● Task to carry out
What is needed here is an exact transcription of the entries that follow.
################
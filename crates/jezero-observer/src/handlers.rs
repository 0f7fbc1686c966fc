//! REST API endpoint handlers for the Observer server.
//!
//! # Endpoints
//!
//! | Method | Path | Description |
//! |--------|------|-------------|
//! | `GET` | `/api/state` | Full `{loading, error, data}` snapshot |
//! | `GET` | `/api/state/summary` | Snapshot without geometry |
//! | `GET` | `/api/geometries/{slot}` | One slot's collection |
//! | `POST` | `/api/geometries/load` | Request a load episode |
//! | `GET` | `/api/selection` | Current selection |
//! | `PUT` | `/api/selection` | Select a feature |
//! | `DELETE` | `/api/selection` | Clear the selection |

use std::sync::Arc;

use axum::Json;
use axum::extract::{Path, Query, State};
use axum::http::StatusCode;
use axum::response::IntoResponse;
use jezero_store::{Focus, SelectionSnapshot};
use jezero_types::Slot;
use serde::Deserialize;
use tracing::{debug, info};

use crate::error::ObserverError;
use crate::state::AppState;

/// Query parameters for `POST /api/geometries/load`.
#[derive(Debug, Default, Deserialize)]
pub struct LoadQuery {
    /// Start an episode even when the redundant-load guard says no.
    #[serde(default)]
    pub force: bool,
}

// ---------------------------------------------------------------------------
// State
// ---------------------------------------------------------------------------

/// Return the current lifecycle state, geometry included.
pub async fn get_state(State(state): State<Arc<AppState>>) -> impl IntoResponse {
    Json(state.store.snapshot())
}

/// Return loading flag, error, and per-slot feature counts.
pub async fn get_summary(State(state): State<Arc<AppState>>) -> impl IntoResponse {
    Json(state.summary())
}

// ---------------------------------------------------------------------------
// Geometries
// ---------------------------------------------------------------------------

/// Return one slot's collection.
///
/// `slot` may be the camel-case slot name or the resource filename.
pub async fn get_geometry(
    State(state): State<Arc<AppState>>,
    Path(slot): Path<String>,
) -> Result<impl IntoResponse, ObserverError> {
    let slot: Slot = slot.parse()?;

    let collection = state
        .store
        .read(|s| s.data.as_ref().and_then(|d| d.map.get(slot)).cloned())
        .ok_or_else(|| ObserverError::NotFound(format!("geometry slot {slot} is not loaded")))?;

    Ok(Json(collection))
}

/// Issue a "load geometries" intent.
///
/// Unless `force=true`, the intent is dropped while data is present, a load
/// is in flight, or an earlier load failed. Returns `202 Accepted` with the
/// new episode id when an episode was started, `200 OK` otherwise.
pub async fn load_geometries(
    State(state): State<Arc<AppState>>,
    Query(params): Query<LoadQuery>,
) -> impl IntoResponse {
    // Check and spawn are not atomic. Two racing intents can both start an
    // episode; the store only commits the later one.
    let wanted = state.store.read(jezero_store::LifecycleState::should_request_load);
    if !wanted && !params.force {
        debug!("load request skipped by guard");
        return (
            StatusCode::OK,
            Json(serde_json::json!({ "dispatched": false })),
        );
    }

    // The handle is dropped: the episode keeps running detached.
    let task = state.orchestrator.spawn_load();
    info!(episode = %task.episode, force = params.force, "load episode dispatched");

    (
        StatusCode::ACCEPTED,
        Json(serde_json::json!({
            "dispatched": true,
            "episode": task.episode,
        })),
    )
}

// ---------------------------------------------------------------------------
// Selection
// ---------------------------------------------------------------------------

/// Return the current `{vehicle, feature}` selection.
pub async fn get_selection(State(state): State<Arc<AppState>>) -> Json<SelectionSnapshot> {
    Json(state.selection.read().await.current())
}

/// Select a feature, replacing any previous selection.
pub async fn put_selection(
    State(state): State<Arc<AppState>>,
    Json(focus): Json<Focus>,
) -> Json<SelectionSnapshot> {
    let mut selection = state.selection.write().await;
    debug!(vehicle = %focus.vehicle, "feature selected");
    selection.select(focus.vehicle, focus.feature);
    Json(selection.current())
}

/// Clear the selection.
pub async fn delete_selection(State(state): State<Arc<AppState>>) -> Json<SelectionSnapshot> {
    let mut selection = state.selection.write().await;
    selection.clear();
    Json(selection.current())
}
################
● Answer to this task
filename crates/jezero-observer/src/handlers.rs
repository 0f7fbc1686c966fc
//! REST API endpoint handlers for the Observer server.
//!
//! # Endpoints
//!
//! | Method | Path | Description |
//! |--------|------|-------------|
//! | `GET` | `/api/state` | Full `{loading, error, data}` snapshot |
//! | `GET` | `/api/state/summary` | Snapshot without geometry |
//! | `GET` | `/api/geometries/{slot}` | One slot's collection |
//! | `POST` | `/api/geometries/load` | Request a load episode |
//! | `GET` | `/api/selection` | Current selection |
//! | `PUT` | `/api/selection` | Select a feature |
//! | `DELETE` | `/api/selection` | Clear the selection |

use std::sync::Arc;

use axum::Json;
use axum::extract::{Path, Query, State};
use axum::http::StatusCode;
use axum::response::IntoResponse;
use jezero_store::{Focus, SelectionSnapshot};
use jezero_types::Slot;
use serde::Deserialize;
use tracing::{debug, info};

use crate::error::ObserverError;
use crate::state::AppState;

/// Query parameters for `POST /api/geometries/load`.
#[derive(Debug, Default, Deserialize)]
pub struct LoadQuery {
    /// Start an episode even when the redundant-load guard says no.
    #[serde(default)]
    pub force: bool,
}

// ---------------------------------------------------------------------------
// State
// ---------------------------------------------------------------------------

/// Return the current lifecycle state, geometry included.
pub async fn get_state(State(state): State<Arc<AppState>>) -> impl IntoResponse {
    Json(state.store.snapshot())
}

/// Return loading flag, error, and per-slot feature counts.
pub async fn get_summary(State(state): State<Arc<AppState>>) -> impl IntoResponse {
    Json(state.summary())
}

// ---------------------------------------------------------------------------
// Geometries
// ---------------------------------------------------------------------------

/// Return one slot's collection.
///
/// `slot` may be the camel-case slot name or the resource filename.
pub async fn get_geometry(
    State(state): State<Arc<AppState>>,
    Path(slot): Path<String>,
) -> Result<impl IntoResponse, ObserverError> {
    let slot: Slot = slot.parse()?;

    let collection = state
        .store
        .read(|s| s.data.as_ref().and_then(|d| d.map.get(slot)).cloned())
        .ok_or_else(|| ObserverError::NotFound(format!("geometry slot {slot} is not loaded")))?;

    Ok(Json(collection))
}

/// Issue a "load geometries" intent.
///
/// Unless `force=true`, the intent is dropped while data is present, a load
/// is in flight, or an earlier load failed. Returns `202 Accepted` with the
/// new episode id when an episode was started, `200 OK` otherwise.
pub async fn load_geometries(
    State(state): State<Arc<AppState>>,
    Query(params): Query<LoadQuery>,
) -> impl IntoResponse {
    // Check and spawn are not atomic. Two racing intents can both start an
    // episode; the store only commits the later one.
    let wanted = state.store.read(jezero_store::LifecycleState::should_request_load);
    if !wanted && !params.force {
        debug!("load request skipped by guard");
        return (
            StatusCode::OK,
            Json(serde_json::json!({ "dispatched": false })),
        );
    }

    // The handle is dropped: the episode keeps running detached.
    let task = state.orchestrator.spawn_load();
    info!(episode = %task.episode, force = params.force, "load episode dispatched");

    (
        StatusCode::ACCEPTED,
        Json(serde_json::json!({
            "dispatched": true,
            "episode": task.episode,
        })),
    )
}

// ---------------------------------------------------------------------------
// Selection
// ---------------------------------------------------------------------------

/// Return the current `{vehicle, feature}` selection.
pub async fn get_selection(State(state): State<Arc<AppState>>) -> Json<SelectionSnapshot> {
    Json(state.selection.read().await.current())
}

/// Select a feature, replacing any previous selection.
pub async fn put_selection(
    State(state): State<Arc<AppState>>,
    Json(focus): Json<Focus>,
) -> Json<SelectionSnapshot> {
    let mut selection = state.selection.write().await;
    debug!(vehicle = %focus.vehicle, "feature selected");
    selection.select(focus.vehicle, focus.feature);
    Json(selection.current())
}

/// Clear the selection.
pub async fn delete_selection(State(state): State<Arc<AppState>>) -> Json<SelectionSnapshot> {
    let mut selection = state.selection.write().await;
    selection.clear();
    Json(selection.current())
}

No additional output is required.